Stored items
● ● ●
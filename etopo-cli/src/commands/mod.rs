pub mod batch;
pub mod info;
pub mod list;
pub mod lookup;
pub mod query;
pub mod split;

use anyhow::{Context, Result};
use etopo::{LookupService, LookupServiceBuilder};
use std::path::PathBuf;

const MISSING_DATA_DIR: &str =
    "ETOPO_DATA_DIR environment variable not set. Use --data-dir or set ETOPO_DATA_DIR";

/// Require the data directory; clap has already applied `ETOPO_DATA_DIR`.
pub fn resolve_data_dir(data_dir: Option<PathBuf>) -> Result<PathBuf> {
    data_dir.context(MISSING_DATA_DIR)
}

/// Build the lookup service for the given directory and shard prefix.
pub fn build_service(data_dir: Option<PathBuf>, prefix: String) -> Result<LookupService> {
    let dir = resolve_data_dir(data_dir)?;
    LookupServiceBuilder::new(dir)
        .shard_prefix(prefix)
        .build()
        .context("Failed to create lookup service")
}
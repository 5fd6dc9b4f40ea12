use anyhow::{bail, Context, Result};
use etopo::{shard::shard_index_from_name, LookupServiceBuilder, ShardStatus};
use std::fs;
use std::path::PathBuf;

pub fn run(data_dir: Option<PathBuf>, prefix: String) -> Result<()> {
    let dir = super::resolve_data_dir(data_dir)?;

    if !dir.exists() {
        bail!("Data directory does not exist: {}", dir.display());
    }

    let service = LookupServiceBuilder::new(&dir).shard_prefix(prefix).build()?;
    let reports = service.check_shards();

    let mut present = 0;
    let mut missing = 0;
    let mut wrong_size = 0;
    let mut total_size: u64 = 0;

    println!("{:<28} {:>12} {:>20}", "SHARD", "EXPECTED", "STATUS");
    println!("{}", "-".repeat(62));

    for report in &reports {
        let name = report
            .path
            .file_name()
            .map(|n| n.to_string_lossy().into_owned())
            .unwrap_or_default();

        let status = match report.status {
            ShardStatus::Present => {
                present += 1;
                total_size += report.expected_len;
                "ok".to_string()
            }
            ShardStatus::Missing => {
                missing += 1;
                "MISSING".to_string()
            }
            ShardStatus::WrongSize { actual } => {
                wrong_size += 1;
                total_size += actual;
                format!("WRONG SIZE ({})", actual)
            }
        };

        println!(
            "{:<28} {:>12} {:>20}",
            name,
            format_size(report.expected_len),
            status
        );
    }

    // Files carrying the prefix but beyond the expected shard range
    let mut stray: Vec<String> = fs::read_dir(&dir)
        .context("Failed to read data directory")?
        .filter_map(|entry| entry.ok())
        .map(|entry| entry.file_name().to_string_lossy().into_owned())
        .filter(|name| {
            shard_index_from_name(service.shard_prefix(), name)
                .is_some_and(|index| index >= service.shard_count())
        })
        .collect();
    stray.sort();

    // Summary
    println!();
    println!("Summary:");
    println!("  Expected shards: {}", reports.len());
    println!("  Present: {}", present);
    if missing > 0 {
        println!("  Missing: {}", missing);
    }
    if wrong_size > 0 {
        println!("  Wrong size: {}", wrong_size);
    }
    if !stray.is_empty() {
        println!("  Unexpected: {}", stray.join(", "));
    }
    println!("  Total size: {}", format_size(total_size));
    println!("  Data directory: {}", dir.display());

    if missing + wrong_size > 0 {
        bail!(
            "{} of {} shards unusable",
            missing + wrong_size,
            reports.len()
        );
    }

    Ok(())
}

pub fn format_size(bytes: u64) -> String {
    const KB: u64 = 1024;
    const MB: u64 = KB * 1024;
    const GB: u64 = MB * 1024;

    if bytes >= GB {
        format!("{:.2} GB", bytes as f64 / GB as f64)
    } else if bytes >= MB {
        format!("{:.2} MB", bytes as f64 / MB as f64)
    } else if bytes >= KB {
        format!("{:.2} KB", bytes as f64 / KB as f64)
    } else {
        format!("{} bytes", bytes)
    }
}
● ● ●
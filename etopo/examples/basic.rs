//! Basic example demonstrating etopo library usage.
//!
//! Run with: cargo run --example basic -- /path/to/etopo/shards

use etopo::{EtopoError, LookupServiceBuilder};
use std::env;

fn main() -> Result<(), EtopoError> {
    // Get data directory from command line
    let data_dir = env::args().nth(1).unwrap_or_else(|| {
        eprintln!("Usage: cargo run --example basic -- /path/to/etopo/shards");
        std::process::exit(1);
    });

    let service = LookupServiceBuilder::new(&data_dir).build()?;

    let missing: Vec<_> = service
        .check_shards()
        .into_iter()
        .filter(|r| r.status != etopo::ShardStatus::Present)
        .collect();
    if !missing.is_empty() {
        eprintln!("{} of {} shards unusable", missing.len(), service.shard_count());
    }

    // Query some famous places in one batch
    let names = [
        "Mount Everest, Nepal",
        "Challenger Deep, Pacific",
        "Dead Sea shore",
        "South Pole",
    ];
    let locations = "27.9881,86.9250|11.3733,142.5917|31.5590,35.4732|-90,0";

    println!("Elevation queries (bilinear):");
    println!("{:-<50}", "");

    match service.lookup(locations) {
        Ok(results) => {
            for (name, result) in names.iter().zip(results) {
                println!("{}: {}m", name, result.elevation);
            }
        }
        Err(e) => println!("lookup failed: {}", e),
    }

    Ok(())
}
● ● ●
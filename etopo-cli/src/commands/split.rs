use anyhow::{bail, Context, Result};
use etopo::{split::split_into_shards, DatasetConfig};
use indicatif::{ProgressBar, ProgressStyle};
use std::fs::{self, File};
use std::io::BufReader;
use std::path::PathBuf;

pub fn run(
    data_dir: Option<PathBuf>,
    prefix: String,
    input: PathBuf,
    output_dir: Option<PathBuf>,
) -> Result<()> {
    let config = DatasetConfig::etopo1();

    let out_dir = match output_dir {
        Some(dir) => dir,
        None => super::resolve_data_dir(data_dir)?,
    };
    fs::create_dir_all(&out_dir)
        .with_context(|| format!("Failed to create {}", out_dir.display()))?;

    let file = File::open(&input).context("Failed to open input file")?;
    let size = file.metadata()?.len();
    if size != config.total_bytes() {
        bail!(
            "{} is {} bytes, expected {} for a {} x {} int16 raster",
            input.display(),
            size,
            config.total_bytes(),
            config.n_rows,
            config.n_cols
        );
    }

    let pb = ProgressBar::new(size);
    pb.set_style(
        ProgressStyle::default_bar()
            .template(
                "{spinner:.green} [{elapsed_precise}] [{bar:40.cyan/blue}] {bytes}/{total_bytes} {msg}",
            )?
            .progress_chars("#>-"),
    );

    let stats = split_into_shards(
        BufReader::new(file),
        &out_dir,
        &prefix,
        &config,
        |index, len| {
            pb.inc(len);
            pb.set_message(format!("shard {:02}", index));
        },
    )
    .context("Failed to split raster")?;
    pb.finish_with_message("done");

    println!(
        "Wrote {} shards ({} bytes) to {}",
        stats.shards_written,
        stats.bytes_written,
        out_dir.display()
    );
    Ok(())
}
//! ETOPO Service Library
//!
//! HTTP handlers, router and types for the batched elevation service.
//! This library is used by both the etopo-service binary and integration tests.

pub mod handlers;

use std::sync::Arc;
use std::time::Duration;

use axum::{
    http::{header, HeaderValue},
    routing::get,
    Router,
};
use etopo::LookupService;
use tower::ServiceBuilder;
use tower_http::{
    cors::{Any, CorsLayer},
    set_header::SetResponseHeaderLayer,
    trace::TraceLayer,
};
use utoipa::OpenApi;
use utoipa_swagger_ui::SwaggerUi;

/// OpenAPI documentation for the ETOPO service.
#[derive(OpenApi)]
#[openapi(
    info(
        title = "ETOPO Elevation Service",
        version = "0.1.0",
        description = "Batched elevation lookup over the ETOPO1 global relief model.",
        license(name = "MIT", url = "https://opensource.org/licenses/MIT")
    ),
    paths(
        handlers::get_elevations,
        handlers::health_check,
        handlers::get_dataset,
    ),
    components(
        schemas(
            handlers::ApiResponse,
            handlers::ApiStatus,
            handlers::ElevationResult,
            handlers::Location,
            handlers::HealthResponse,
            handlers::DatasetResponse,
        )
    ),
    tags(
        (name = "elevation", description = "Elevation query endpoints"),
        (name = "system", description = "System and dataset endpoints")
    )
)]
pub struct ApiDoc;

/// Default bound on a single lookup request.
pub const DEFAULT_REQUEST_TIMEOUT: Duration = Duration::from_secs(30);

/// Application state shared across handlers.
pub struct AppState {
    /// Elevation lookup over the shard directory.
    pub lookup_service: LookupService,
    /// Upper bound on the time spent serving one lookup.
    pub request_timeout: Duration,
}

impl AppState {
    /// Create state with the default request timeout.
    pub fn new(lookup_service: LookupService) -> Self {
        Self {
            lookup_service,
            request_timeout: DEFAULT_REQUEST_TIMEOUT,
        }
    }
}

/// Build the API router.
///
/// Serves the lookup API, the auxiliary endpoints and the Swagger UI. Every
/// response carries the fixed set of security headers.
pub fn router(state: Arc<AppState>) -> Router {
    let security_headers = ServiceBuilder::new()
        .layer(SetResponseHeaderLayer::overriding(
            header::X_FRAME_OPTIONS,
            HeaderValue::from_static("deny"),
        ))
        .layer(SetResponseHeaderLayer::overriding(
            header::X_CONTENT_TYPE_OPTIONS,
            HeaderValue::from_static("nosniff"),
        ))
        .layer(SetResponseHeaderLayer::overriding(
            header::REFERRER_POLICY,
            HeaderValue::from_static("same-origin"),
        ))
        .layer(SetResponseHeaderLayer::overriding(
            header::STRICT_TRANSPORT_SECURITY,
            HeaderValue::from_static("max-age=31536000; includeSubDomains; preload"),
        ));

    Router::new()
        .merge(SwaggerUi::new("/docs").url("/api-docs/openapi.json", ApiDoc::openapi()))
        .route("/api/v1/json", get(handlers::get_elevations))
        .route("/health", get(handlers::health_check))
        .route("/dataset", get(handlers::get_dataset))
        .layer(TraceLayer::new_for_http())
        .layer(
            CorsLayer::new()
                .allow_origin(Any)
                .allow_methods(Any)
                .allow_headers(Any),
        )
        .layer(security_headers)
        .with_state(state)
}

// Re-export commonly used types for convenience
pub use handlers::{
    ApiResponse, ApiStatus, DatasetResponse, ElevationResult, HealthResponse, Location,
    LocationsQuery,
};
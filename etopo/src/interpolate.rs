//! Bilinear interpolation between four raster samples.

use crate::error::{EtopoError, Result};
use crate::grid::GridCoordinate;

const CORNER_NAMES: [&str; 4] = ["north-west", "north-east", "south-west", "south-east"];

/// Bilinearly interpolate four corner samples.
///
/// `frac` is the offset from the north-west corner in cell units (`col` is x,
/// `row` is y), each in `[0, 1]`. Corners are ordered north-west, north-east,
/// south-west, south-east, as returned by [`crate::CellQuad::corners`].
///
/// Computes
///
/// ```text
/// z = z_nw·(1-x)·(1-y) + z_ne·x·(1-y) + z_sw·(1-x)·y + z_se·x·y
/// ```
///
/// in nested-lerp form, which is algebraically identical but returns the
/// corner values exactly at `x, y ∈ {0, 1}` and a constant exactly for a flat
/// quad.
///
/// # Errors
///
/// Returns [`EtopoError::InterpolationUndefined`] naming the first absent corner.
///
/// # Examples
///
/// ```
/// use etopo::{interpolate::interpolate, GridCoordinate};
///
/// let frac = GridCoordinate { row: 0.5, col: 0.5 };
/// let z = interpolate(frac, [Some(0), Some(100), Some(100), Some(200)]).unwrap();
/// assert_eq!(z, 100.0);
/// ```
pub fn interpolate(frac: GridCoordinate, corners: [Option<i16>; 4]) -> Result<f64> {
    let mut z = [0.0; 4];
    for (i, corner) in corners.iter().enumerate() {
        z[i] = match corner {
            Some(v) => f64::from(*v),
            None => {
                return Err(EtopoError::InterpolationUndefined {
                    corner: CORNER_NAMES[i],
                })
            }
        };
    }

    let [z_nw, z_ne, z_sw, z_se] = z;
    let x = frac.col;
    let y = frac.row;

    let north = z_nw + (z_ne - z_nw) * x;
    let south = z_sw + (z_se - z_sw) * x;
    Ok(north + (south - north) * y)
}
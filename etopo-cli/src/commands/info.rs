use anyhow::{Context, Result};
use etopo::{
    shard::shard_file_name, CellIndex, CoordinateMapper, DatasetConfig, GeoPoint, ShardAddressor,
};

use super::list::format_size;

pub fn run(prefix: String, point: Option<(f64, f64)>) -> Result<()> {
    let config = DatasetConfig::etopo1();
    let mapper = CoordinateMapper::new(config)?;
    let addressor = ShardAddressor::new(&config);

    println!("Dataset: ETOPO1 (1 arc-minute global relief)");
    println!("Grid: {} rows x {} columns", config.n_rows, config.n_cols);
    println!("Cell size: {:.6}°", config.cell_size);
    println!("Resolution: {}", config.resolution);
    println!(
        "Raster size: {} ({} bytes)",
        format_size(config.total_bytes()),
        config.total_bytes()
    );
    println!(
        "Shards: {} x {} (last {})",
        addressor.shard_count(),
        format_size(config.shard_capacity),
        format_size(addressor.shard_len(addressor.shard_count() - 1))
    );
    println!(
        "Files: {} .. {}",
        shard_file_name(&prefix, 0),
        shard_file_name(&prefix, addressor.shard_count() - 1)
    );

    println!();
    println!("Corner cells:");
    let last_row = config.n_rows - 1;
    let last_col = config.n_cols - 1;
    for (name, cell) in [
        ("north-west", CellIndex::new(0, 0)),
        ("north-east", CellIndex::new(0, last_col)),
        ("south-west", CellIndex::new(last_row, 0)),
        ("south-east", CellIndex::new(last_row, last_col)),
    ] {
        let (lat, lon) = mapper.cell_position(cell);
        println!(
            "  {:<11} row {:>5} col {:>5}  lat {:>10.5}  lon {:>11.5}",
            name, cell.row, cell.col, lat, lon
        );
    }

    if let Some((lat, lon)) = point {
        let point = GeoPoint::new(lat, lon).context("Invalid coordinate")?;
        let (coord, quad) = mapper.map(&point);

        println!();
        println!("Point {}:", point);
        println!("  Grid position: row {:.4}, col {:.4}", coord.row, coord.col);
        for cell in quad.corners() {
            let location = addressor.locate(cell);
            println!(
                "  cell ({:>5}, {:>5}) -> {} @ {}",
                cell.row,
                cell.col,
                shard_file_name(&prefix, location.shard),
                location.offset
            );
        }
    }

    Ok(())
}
● ● ●
→ **WORK TO COMPLETE**
In the data above, find the line that contains "filename etopo-cli/src/commands/mod.rs" and the line that contains "and shard prefix.". Repeat exactly those lines and every line between them, and only those.

→ **RESPONSE FOR THIS EXERCISE**
filename etopo-cli/src/commands/mod.rs
pub mod batch;
pub mod info;
pub mod list;
pub mod lookup;
pub mod query;
pub mod split;

use anyhow::{Context, Result};
use etopo::{LookupService, LookupServiceBuilder};
use std::path::PathBuf;

const MISSING_DATA_DIR: &str =
    "ETOPO_DATA_DIR environment variable not set. Use --data-dir or set ETOPO_DATA_DIR";

/// Require the data directory; clap has already applied `ETOPO_DATA_DIR`.
pub fn resolve_data_dir(data_dir: Option<PathBuf>) -> Result<PathBuf> {
    data_dir.context(MISSING_DATA_DIR)
}

/// Build the lookup service for the given directory and shard prefix.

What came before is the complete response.